### Data section
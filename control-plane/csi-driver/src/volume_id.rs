//! The volume id handed out to the container orchestrator.
//!
//! The id is a `;` separated string whose number of fields identifies its format:
//!
//! | fields | format |
//! |---|---|
//! | 3 | `<cluster>;<fs uuid>;path=<path>` |
//! | 4 | `<cluster>;<fs uuid>;fileset=<id>;path=<path>`, or `filesetName=<name>` for the id |
//! | 7 | `<sc type>;<volume type>;<cluster>;<fs uuid>;<consistency group>;<fileset>;<path>` |
//!
//! Only the 7 field format is produced for new volumes, the others are still accepted for
//! volumes created by older releases.
use snafu::Snafu;
use std::{fmt, path::Path, str::FromStr};

const SEPARATOR: char = ';';
const PATH_TAG: &str = "path";
const FILESET_ID_TAG: &str = "fileset";
const FILESET_NAME_TAG: &str = "filesetName";

/// Volume id decoding errors.
#[derive(Debug, Snafu, PartialEq, Eq)]
#[snafu(visibility(pub(crate)), context(suffix(false)))]
pub enum VolumeIdError {
    #[snafu(display("Volume id '{}' has {} fields, expected 3, 4 or 7", id, count))]
    FieldCount { id: String, count: usize },
    #[snafu(display("Volume id '{}' has a malformed segment '{}'", id, segment))]
    MalformedSegment { id: String, segment: String },
    #[snafu(display("Volume id '{}' has an unexpected key '{}'", id, key))]
    UnexpectedKey { id: String, key: String },
    #[snafu(display("Volume id '{}' has an invalid storage class type '{}'", id, value))]
    InvalidStorageClass { id: String, value: String },
    #[snafu(display("Volume id '{}' has an invalid volume type '{}'", id, value))]
    InvalidVolumeType { id: String, value: String },
    #[snafu(display("Volume id '{}' has an empty {}", id, field))]
    EmptyField { id: String, field: &'static str },
}

impl From<VolumeIdError> for tonic::Status {
    fn from(error: VolumeIdError) -> Self {
        tonic::Status::internal(error.to_string())
    }
}

/// The flavour of storage class which created the volume.
#[derive(Debug, Clone, Copy, PartialEq, Eq)]
pub enum StorageClassType {
    Classic,
    Advanced,
}

impl StorageClassType {
    fn code(self) -> u8 {
        match self {
            Self::Classic => 0,
            Self::Advanced => 1,
        }
    }
    fn from_code(code: &str) -> Option<Self> {
        match code {
            "0" => Some(Self::Classic),
            "1" => Some(Self::Advanced),
            _ => None,
        }
    }
}

/// How the volume is backed on the filesystem.
#[derive(Debug, Clone, Copy, PartialEq, Eq)]
pub enum VolumeType {
    /// A plain directory.
    Lightweight,
    /// A dependent fileset.
    DependentFileset,
    /// An independent fileset with its own inode space.
    IndependentFileset,
    /// An AFM cache fileset.
    CacheFileset,
}

impl VolumeType {
    fn code(self) -> u8 {
        match self {
            Self::Lightweight => 0,
            Self::DependentFileset => 1,
            Self::IndependentFileset => 2,
            Self::CacheFileset => 3,
        }
    }
    fn from_code(code: &str) -> Option<Self> {
        match code {
            "0" => Some(Self::Lightweight),
            "1" => Some(Self::DependentFileset),
            "2" => Some(Self::IndependentFileset),
            "3" => Some(Self::CacheFileset),
            _ => None,
        }
    }
    /// Whether the volume owns an inode space.
    pub fn is_independent(self) -> bool {
        matches!(self, Self::IndependentFileset | Self::CacheFileset)
    }
}

/// Reference to the fileset of a legacy fileset volume.
#[derive(Debug, Clone, PartialEq, Eq)]
pub enum FilesetRef {
    /// The numeric fileset id.
    Id(String),
    /// The fileset name.
    Name(String),
}

/// A decoded volume id.
#[derive(Debug, Clone, PartialEq, Eq)]
pub enum VolumeId {
    LegacyLightweight {
        cluster_id: String,
        fs_uuid: String,
        path: String,
    },
    LegacyFileset {
        cluster_id: String,
        fs_uuid: String,
        fileset: FilesetRef,
        path: String,
    },
    Current {
        storage_class: StorageClassType,
        volume_type: VolumeType,
        cluster_id: String,
        fs_uuid: String,
        consistency_group: String,
        fileset_name: String,
        path: String,
    },
}

impl VolumeId {
    /// The id of the cluster owning the volume.
    pub fn cluster_id(&self) -> &str {
        match self {
            Self::LegacyLightweight { cluster_id, .. }
            | Self::LegacyFileset { cluster_id, .. }
            | Self::Current { cluster_id, .. } => cluster_id,
        }
    }
    /// The uuid of the local filesystem hosting the volume.
    pub fn fs_uuid(&self) -> &str {
        match self {
            Self::LegacyLightweight { fs_uuid, .. }
            | Self::LegacyFileset { fs_uuid, .. }
            | Self::Current { fs_uuid, .. } => fs_uuid,
        }
    }
    /// The path of the volume: the symlink for fileset volumes and the directory for
    /// lightweight volumes.
    pub fn path(&self) -> &str {
        match self {
            Self::LegacyLightweight { path, .. }
            | Self::LegacyFileset { path, .. }
            | Self::Current { path, .. } => path,
        }
    }
    /// Whether the volume is backed by a fileset.
    pub fn is_fileset_based(&self) -> bool {
        match self {
            Self::LegacyLightweight { .. } => false,
            Self::LegacyFileset { .. } => true,
            Self::Current { volume_type, .. } => *volume_type != VolumeType::Lightweight,
        }
    }
    /// The storage name of the volume, ie the last component of its path.
    pub fn volume_name(&self) -> &str {
        let path = self.path().trim_end_matches('/');
        Path::new(path)
            .file_name()
            .and_then(|name| name.to_str())
            .unwrap_or(path)
    }
    /// The fileset, if known.
    pub fn fileset(&self) -> Option<FilesetRef> {
        match self {
            Self::LegacyLightweight { .. } => None,
            Self::LegacyFileset { fileset, .. } => Some(fileset.clone()),
            Self::Current { fileset_name, .. } if fileset_name.is_empty() => None,
            Self::Current { fileset_name, .. } => Some(FilesetRef::Name(fileset_name.clone())),
        }
    }
    /// The consistency group of the volume, if any.
    pub fn consistency_group(&self) -> Option<&str> {
        match self {
            Self::Current {
                consistency_group, ..
            } if !consistency_group.is_empty() => Some(consistency_group),
            _ => None,
        }
    }
    /// The volume type, inferred for legacy ids.
    pub fn volume_type(&self) -> Option<VolumeType> {
        match self {
            Self::LegacyLightweight { .. } => Some(VolumeType::Lightweight),
            Self::LegacyFileset { .. } => None,
            Self::Current { volume_type, .. } => Some(*volume_type),
        }
    }
}

impl fmt::Display for VolumeId {
    fn fmt(&self, f: &mut fmt::Formatter<'_>) -> fmt::Result {
        match self {
            Self::LegacyLightweight {
                cluster_id,
                fs_uuid,
                path,
            } => write!(f, "{cluster_id};{fs_uuid};{PATH_TAG}={path}"),
            Self::LegacyFileset {
                cluster_id,
                fs_uuid,
                fileset,
                path,
            } => {
                let (tag, fileset) = match fileset {
                    FilesetRef::Id(id) => (FILESET_ID_TAG, id),
                    FilesetRef::Name(name) => (FILESET_NAME_TAG, name),
                };
                write!(f, "{cluster_id};{fs_uuid};{tag}={fileset};{PATH_TAG}={path}")
            }
            Self::Current {
                storage_class,
                volume_type,
                cluster_id,
                fs_uuid,
                consistency_group,
                fileset_name,
                path,
            } => write!(
                f,
                "{};{};{cluster_id};{fs_uuid};{consistency_group};{fileset_name};{path}",
                storage_class.code(),
                volume_type.code()
            ),
        }
    }
}

/// Split a `key=value` segment.
fn tagged<'a>(id: &str, segment: &'a str) -> Result<(&'a str, &'a str), VolumeIdError> {
    segment.split_once('=').ok_or_else(|| VolumeIdError::MalformedSegment {
        id: id.to_string(),
        segment: segment.to_string(),
    })
}

fn path_segment(id: &str, segment: &str) -> Result<String, VolumeIdError> {
    match tagged(id, segment)? {
        (PATH_TAG, "") => EmptyField { id, field: "path" }.fail(),
        (PATH_TAG, path) => Ok(path.to_string()),
        (key, _) => UnexpectedKey { id, key }.fail(),
    }
}

fn non_empty(id: &str, value: &str, field: &'static str) -> Result<String, VolumeIdError> {
    match value.is_empty() {
        true => EmptyField { id, field }.fail(),
        false => Ok(value.to_string()),
    }
}

impl FromStr for VolumeId {
    type Err = VolumeIdError;

    fn from_str(id: &str) -> Result<Self, Self::Err> {
        let fields = id.split(SEPARATOR).collect::<Vec<_>>();
        match fields.as_slice() {
            [cluster_id, fs_uuid, path] => Ok(Self::LegacyLightweight {
                cluster_id: non_empty(id, cluster_id, "cluster id")?,
                fs_uuid: non_empty(id, fs_uuid, "filesystem uuid")?,
                path: path_segment(id, path)?,
            }),
            [cluster_id, fs_uuid, fileset, path] => {
                let fileset = match tagged(id, fileset)? {
                    (_, "") => return EmptyField { id, field: "fileset" }.fail(),
                    (FILESET_ID_TAG, value) => FilesetRef::Id(value.to_string()),
                    (FILESET_NAME_TAG, value) => FilesetRef::Name(value.to_string()),
                    (key, _) => return UnexpectedKey { id, key }.fail(),
                };
                Ok(Self::LegacyFileset {
                    cluster_id: non_empty(id, cluster_id, "cluster id")?,
                    fs_uuid: non_empty(id, fs_uuid, "filesystem uuid")?,
                    fileset,
                    path: path_segment(id, path)?,
                })
            }
            [sc_type, vol_type, cluster_id, fs_uuid, consistency_group, fileset_name, path] => {
                let storage_class = StorageClassType::from_code(sc_type)
                    .ok_or_else(|| VolumeIdError::InvalidStorageClass {
                        id: id.to_string(),
                        value: sc_type.to_string(),
                    })?;
                let volume_type = VolumeType::from_code(vol_type).ok_or_else(|| {
                    VolumeIdError::InvalidVolumeType {
                        id: id.to_string(),
                        value: vol_type.to_string(),
                    }
                })?;
                if volume_type != VolumeType::Lightweight && fileset_name.is_empty() {
                    return EmptyField { id, field: "fileset" }.fail();
                }
                Ok(Self::Current {
                    storage_class,
                    volume_type,
                    cluster_id: non_empty(id, cluster_id, "cluster id")?,
                    fs_uuid: non_empty(id, fs_uuid, "filesystem uuid")?,
                    consistency_group: consistency_group.to_string(),
                    fileset_name: fileset_name.to_string(),
                    path: non_empty(id, path, "path")?,
                })
            }
            _ => FieldCount {
                id,
                count: fields.len(),
            }
            .fail(),
        }
    }
}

### Instructions to follow
Beginning with the very first line of the material above, give each line again exactly, ending with the line that contains "pub enum VolumeIdError".

### Your solution
filename control-plane/csi-driver/src/volume_id.rs
//! The volume id handed out to the container orchestrator.
//!
//! The id is a `;` separated string whose number of fields identifies its format:
//!
//! | fields | format |
//! |---|---|
//! | 3 | `<cluster>;<fs uuid>;path=<path>` |
//! | 4 | `<cluster>;<fs uuid>;fileset=<id>;path=<path>`, or `filesetName=<name>` for the id |
//! | 7 | `<sc type>;<volume type>;<cluster>;<fs uuid>;<consistency group>;<fileset>;<path>` |
//!
//! Only the 7 field format is produced for new volumes, the others are still accepted for
//! volumes created by older releases.
use snafu::Snafu;
use std::{fmt, path::Path, str::FromStr};

const SEPARATOR: char = ';';
const PATH_TAG: &str = "path";
const FILESET_ID_TAG: &str = "fileset";
const FILESET_NAME_TAG: &str = "filesetName";

/// Volume id decoding errors.
#[derive(Debug, Snafu, PartialEq, Eq)]
#[snafu(visibility(pub(crate)), context(suffix(false)))]
pub enum VolumeIdError {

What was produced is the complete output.